PROBLEM TO WORK ON: Set down every entry below exactly as it stands.

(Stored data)
⟨

//! Low-level buffer packing with automatic alignment and accessor creation

use crate::utils::{align_buffer, compute_bounds};
use gltf_json as json;
use gltf_json::validation::Checked::Valid;

/// Accessor index returned by buffer operations
#[derive(Debug, Clone, Copy, PartialEq, Eq)]
pub struct AccessorIndex(pub u32);

impl AccessorIndex {
    pub fn as_json_index(&self) -> json::Index<json::Accessor> {
        json::Index::new(self.0)
    }
}

/// Describes one packed attribute stream before it becomes an accessor
struct Layout {
    count: usize,
    component: json::accessor::ComponentType,
    kind: json::accessor::Type,
    target: json::buffer::Target,
    bounds: Option<(Vec<f32>, Vec<f32>)>,
}

/// Builder for binary buffer with automatic alignment
pub struct BufferBuilder {
    buffer: Vec<u8>,
    views: Vec<json::buffer::View>,
    accessors: Vec<json::Accessor>,
}

impl BufferBuilder {
    /// Create a new empty buffer builder
    pub fn new() -> Self {
        Self {
            buffer: Vec::new(),
            views: Vec::new(),
            accessors: Vec::new(),
        }
    }

    /// Get the current accessor count
    pub fn accessor_count(&self) -> u32 {
        self.accessors.len() as u32
    }

    /// Get the binary buffer data
    pub fn data(&self) -> &[u8] {
        &self.buffer
    }

    /// Get the buffer views
    pub fn views(&self) -> &[json::buffer::View] {
        &self.views
    }

    /// Get the accessors
    pub fn accessors(&self) -> &[json::Accessor] {
        &self.accessors
    }

    /// Pack Vec3 positions with bounds calculation
    pub fn pack_positions(&mut self, positions: &[[f32; 3]]) -> AccessorIndex {
        let offset = self.buffer.len();
        self.buffer
            .extend_from_slice(bytemuck::cast_slice(positions));

        self.push_accessor(
            offset,
            Layout {
                count: positions.len(),
                component: json::accessor::ComponentType::F32,
                kind: json::accessor::Type::Vec3,
                target: json::buffer::Target::ArrayBuffer,
                bounds: Some(compute_bounds(positions)),
            },
        )
    }

    /// Pack Vec3 data (normals)
    pub fn pack_vec3(&mut self, data: &[[f32; 3]]) -> AccessorIndex {
        let offset = self.buffer.len();
        self.buffer.extend_from_slice(bytemuck::cast_slice(data));

        self.push_accessor(
            offset,
            Layout {
                count: data.len(),
                component: json::accessor::ComponentType::F32,
                kind: json::accessor::Type::Vec3,
                target: json::buffer::Target::ArrayBuffer,
                bounds: None,
            },
        )
    }

    /// Pack Vec2 data (UVs)
    pub fn pack_vec2(&mut self, data: &[[f32; 2]]) -> AccessorIndex {
        let offset = self.buffer.len();
        self.buffer.extend_from_slice(bytemuck::cast_slice(data));

        self.push_accessor(
            offset,
            Layout {
                count: data.len(),
                component: json::accessor::ComponentType::F32,
                kind: json::accessor::Type::Vec2,
                target: json::buffer::Target::ArrayBuffer,
                bounds: None,
            },
        )
    }

    /// Pack u32 triangle indices
    pub fn pack_indices_u32(&mut self, indices: &[u32]) -> AccessorIndex {
        let offset = self.buffer.len();
        for idx in indices {
            self.buffer.extend_from_slice(&idx.to_le_bytes());
        }

        self.push_accessor(
            offset,
            Layout {
                count: indices.len(),
                component: json::accessor::ComponentType::U32,
                kind: json::accessor::Type::Scalar,
                target: json::buffer::Target::ElementArrayBuffer,
                bounds: None,
            },
        )
    }

    /// Pack an opaque blob (e.g. an encoded image) into its own buffer view
    ///
    /// Returns the view index; no accessor is created.
    pub fn pack_bytes(&mut self, bytes: &[u8]) -> u32 {
        let offset = self.buffer.len();
        self.buffer.extend_from_slice(bytes);

        self.views.push(json::buffer::View {
            buffer: json::Index::new(0),
            byte_length: (bytes.len() as u64).into(),
            byte_offset: Some((offset as u64).into()),
            byte_stride: None,
            extensions: Default::default(),
            extras: Default::default(),
            name: None,
            target: None,
        });

        align_buffer(&mut self.buffer);
        self.views.len() as u32 - 1
    }

    fn push_accessor(&mut self, offset: usize, layout: Layout) -> AccessorIndex {
        let byte_length = self.buffer.len() - offset;

        self.views.push(json::buffer::View {
            buffer: json::Index::new(0),
            byte_length: (byte_length as u64).into(),
            byte_offset: Some((offset as u64).into()),
            byte_stride: None,
            extensions: Default::default(),
            extras: Default::default(),
            name: None,
            target: Some(Valid(layout.target)),
        });

        let to_json =
            |values: Vec<f32>| json::Value::Array(values.into_iter().map(json::Value::from).collect());
        let (min, max) = match layout.bounds {
            Some((min, max)) => (Some(to_json(min)), Some(to_json(max))),
            None => (None, None),
        };

        let accessor_idx = self.accessors.len() as u32;
        self.accessors.push(json::Accessor {
            buffer_view: Some(json::Index::new(self.views.len() as u32 - 1)),
            byte_offset: Some(0u64.into()),
            count: layout.count.into(),
            component_type: Valid(json::accessor::GenericComponentType(layout.component)),
            extensions: Default::default(),
            extras: Default::default(),
            type_: Valid(layout.kind),
            min,
            max,
            name: None,
            normalized: false,
            sparse: None,
        });

        align_buffer(&mut self.buffer);
        AccessorIndex(accessor_idx)
    }
}

impl Default for BufferBuilder {
    fn default() -> Self {
        Self::new()
    }
}

#[cfg(test)]
mod tests {
    use super::*;

    #[test]
    fn test_buffer_builder_positions() {
        let mut builder = BufferBuilder::new();
        let positions = [[0.0, 0.0, 0.0], [1.0, 0.0, 0.0], [0.5, 1.0, 0.0]];
        let idx = builder.pack_positions(&positions);

        assert_eq!(idx, AccessorIndex(0));
        assert_eq!(builder.accessor_count(), 1);
        assert_eq!(builder.views().len(), 1);
        // 3 positions * 12 bytes = 36 bytes, already aligned
        assert_eq!(builder.data().len(), 36);
        assert!(builder.accessors()[0].min.is_some());
        assert!(builder.accessors()[0].max.is_some());
    }

    #[test]
    fn test_buffer_builder_indices_u32() {
        let mut builder = BufferBuilder::new();
        builder.pack_vec2(&[[0.0, 0.0], [1.0, 1.0], [0.5, 0.0]]);
        let idx = builder.pack_indices_u32(&[0, 1, 2]);

        assert_eq!(idx, AccessorIndex(1));
        // 3 uvs * 8 bytes + 3 indices * 4 bytes
        assert_eq!(builder.data().len(), 36);
        let view = &builder.views()[1];
        assert_eq!(view.byte_offset.map(|o| o.0), Some(24));
        assert_eq!(view.byte_length.0, 12);
    }

    #[test]
    fn test_pack_bytes_aligns_following_data() {
        let mut builder = BufferBuilder::new();
        let view = builder.pack_bytes(&[1, 2, 3, 4, 5]);
        let idx = builder.pack_indices_u32(&[0]);

        assert_eq!(view, 0);
        assert_eq!(idx, AccessorIndex(0));
        assert_eq!(builder.views()[0].byte_length.0, 5);
        assert!(builder.views()[0].target.is_none());
        assert_eq!(builder.views()[1].byte_offset.map(|o| o.0), Some(8));
    }
}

⟩

OUTPUT OF THE TASK:
//! Low-level buffer packing with automatic alignment and accessor creation

use crate::utils::{align_buffer, compute_bounds};
use gltf_json as json;
use gltf_json::validation::Checked::Valid;

/// Accessor index returned by buffer operations
#[derive(Debug, Clone, Copy, PartialEq, Eq)]
pub struct AccessorIndex(pub u32);

impl AccessorIndex {
    pub fn as_json_index(&self) -> json::Index<json::Accessor> {
        json::Index::new(self.0)
    }
}

/// Describes one packed attribute stream before it becomes an accessor
struct Layout {
    count: usize,
    component: json::accessor::ComponentType,
    kind: json::accessor::Type,
    target: json::buffer::Target,
    bounds: Option<(Vec<f32>, Vec<f32>)>,
}

/// Builder for binary buffer with automatic alignment
pub struct BufferBuilder {
    buffer: Vec<u8>,
    views: Vec<json::buffer::View>,
    accessors: Vec<json::Accessor>,
}

impl BufferBuilder {
    /// Create a new empty buffer builder
    pub fn new() -> Self {
        Self {
            buffer: Vec::new(),
            views: Vec::new(),
            accessors: Vec::new(),
        }
    }

    /// Get the current accessor count
    pub fn accessor_count(&self) -> u32 {
        self.accessors.len() as u32
    }

    /// Get the binary buffer data
    pub fn data(&self) -> &[u8] {
        &self.buffer
    }

    /// Get the buffer views
    pub fn views(&self) -> &[json::buffer::View] {
        &self.views
    }

    /// Get the accessors
    pub fn accessors(&self) -> &[json::Accessor] {
        &self.accessors
    }

    /// Pack Vec3 positions with bounds calculation
    pub fn pack_positions(&mut self, positions: &[[f32; 3]]) -> AccessorIndex {
        let offset = self.buffer.len();
        self.buffer
            .extend_from_slice(bytemuck::cast_slice(positions));

        self.push_accessor(
            offset,
            Layout {
                count: positions.len(),
                component: json::accessor::ComponentType::F32,
                kind: json::accessor::Type::Vec3,
                target: json::buffer::Target::ArrayBuffer,
                bounds: Some(compute_bounds(positions)),
            },
        )
    }

    /// Pack Vec3 data (normals)
    pub fn pack_vec3(&mut self, data: &[[f32; 3]]) -> AccessorIndex {
        let offset = self.buffer.len();
        self.buffer.extend_from_slice(bytemuck::cast_slice(data));

        self.push_accessor(
            offset,
            Layout {
                count: data.len(),
                component: json::accessor::ComponentType::F32,
                kind: json::accessor::Type::Vec3,
                target: json::buffer::Target::ArrayBuffer,
                bounds: None,
            },
        )
    }

    /// Pack Vec2 data (UVs)
    pub fn pack_vec2(&mut self, data: &[[f32; 2]]) -> AccessorIndex {
        let offset = self.buffer.len();
        self.buffer.extend_from_slice(bytemuck::cast_slice(data));

        self.push_accessor(
            offset,
            Layout {
                count: data.len(),
                component: json::accessor::ComponentType::F32,
                kind: json::accessor::Type::Vec2,
                target: json::buffer::Target::ArrayBuffer,
                bounds: None,
            },
        )
    }

    /// Pack u32 triangle indices
    pub fn pack_indices_u32(&mut self, indices: &[u32]) -> AccessorIndex {
        let offset = self.buffer.len();
        for idx in indices {
            self.buffer.extend_from_slice(&idx.to_le_bytes());
        }

        self.push_accessor(
            offset,
            Layout {
                count: indices.len(),
                component: json::accessor::ComponentType::U32,
                kind: json::accessor::Type::Scalar,
                target: json::buffer::Target::ElementArrayBuffer,
                bounds: None,
            },
        )
    }

    /// Pack an opaque blob (e.g. an encoded image) into its own buffer view
    ///
    /// Returns the view index; no accessor is created.
    pub fn pack_bytes(&mut self, bytes: &[u8]) -> u32 {
        let offset = self.buffer.len();
        self.buffer.extend_from_slice(bytes);

        self.views.push(json::buffer::View {
            buffer: json::Index::new(0),
            byte_length: (bytes.len() as u64).into(),
            byte_offset: Some((offset as u64).into()),
            byte_stride: None,
            extensions: Default::default(),
            extras: Default::default(),
            name: None,
            target: None,
        });

        align_buffer(&mut self.buffer);
        self.views.len() as u32 - 1
    }

    fn push_accessor(&mut self, offset: usize, layout: Layout) -> AccessorIndex {
        let byte_length = self.buffer.len() - offset;

        self.views.push(json::buffer::View {
            buffer: json::Index::new(0),
            byte_length: (byte_length as u64).into(),
            byte_offset: Some((offset as u64).into()),
            byte_stride: None,
            extensions: Default::default(),
            extras: Default::default(),
            name: None,
            target: Some(Valid(layout.target)),
        });

        let to_json =
            |values: Vec<f32>| json::Value::Array(values.into_iter().map(json::Value::from).collect());
        let (min, max) = match layout.bounds {
            Some((min, max)) => (Some(to_json(min)), Some(to_json(max))),
            None => (None, None),
        };

        let accessor_idx = self.accessors.len() as u32;
        self.accessors.push(json::Accessor {
            buffer_view: Some(json::Index::new(self.views.len() as u32 - 1)),
            byte_offset: Some(0u64.into()),
            count: layout.count.into(),
            component_type: Valid(json::accessor::GenericComponentType(layout.component)),
            extensions: Default::default(),
            extras: Default::default(),
            type_: Valid(layout.kind),
            min,
            max,
            name: None,
            normalized: false,
            sparse: None,
        });

        align_buffer(&mut self.buffer);
        AccessorIndex(accessor_idx)
    }
}

impl Default for BufferBuilder {
    fn default() -> Self {
        Self::new()
    }
}

#[cfg(test)]
mod tests {
    use super::*;

    #[test]
    fn test_buffer_builder_positions() {
        let mut builder = BufferBuilder::new();
        let positions = [[0.0, 0.0, 0.0], [1.0, 0.0, 0.0], [0.5, 1.0, 0.0]];
        let idx = builder.pack_positions(&positions);

        assert_eq!(idx, AccessorIndex(0));
        assert_eq!(builder.accessor_count(), 1);
        assert_eq!(builder.views().len(), 1);
        // 3 positions * 12 bytes = 36 bytes, already aligned
        assert_eq!(builder.data().len(), 36);
        assert!(builder.accessors()[0].min.is_some());
        assert!(builder.accessors()[0].max.is_some());
    }

    #[test]
    fn test_buffer_builder_indices_u32() {
        let mut builder = BufferBuilder::new();
        builder.pack_vec2(&[[0.0, 0.0], [1.0, 1.0], [0.5, 0.0]]);
        let idx = builder.pack_indices_u32(&[0, 1, 2]);

        assert_eq!(idx, AccessorIndex(1));
        // 3 uvs * 8 bytes + 3 indices * 4 bytes
        assert_eq!(builder.data().len(), 36);
        let view = &builder.views()[1];
        assert_eq!(view.byte_offset.map(|o| o.0), Some(24));
        assert_eq!(view.byte_length.0, 12);
    }

    #[test]
    fn test_pack_bytes_aligns_following_data() {
        let mut builder = BufferBuilder::new();
        let view = builder.pack_bytes(&[1, 2, 3, 4, 5]);
        let idx = builder.pack_indices_u32(&[0]);

        assert_eq!(view, 0);
        assert_eq!(idx, AccessorIndex(0));
        assert_eq!(builder.views()[0].byte_length.0, 5);
        assert!(builder.views()[0].target.is_none());
        assert_eq!(builder.views()[1].byte_offset.map(|o| o.0), Some(8));
    }
}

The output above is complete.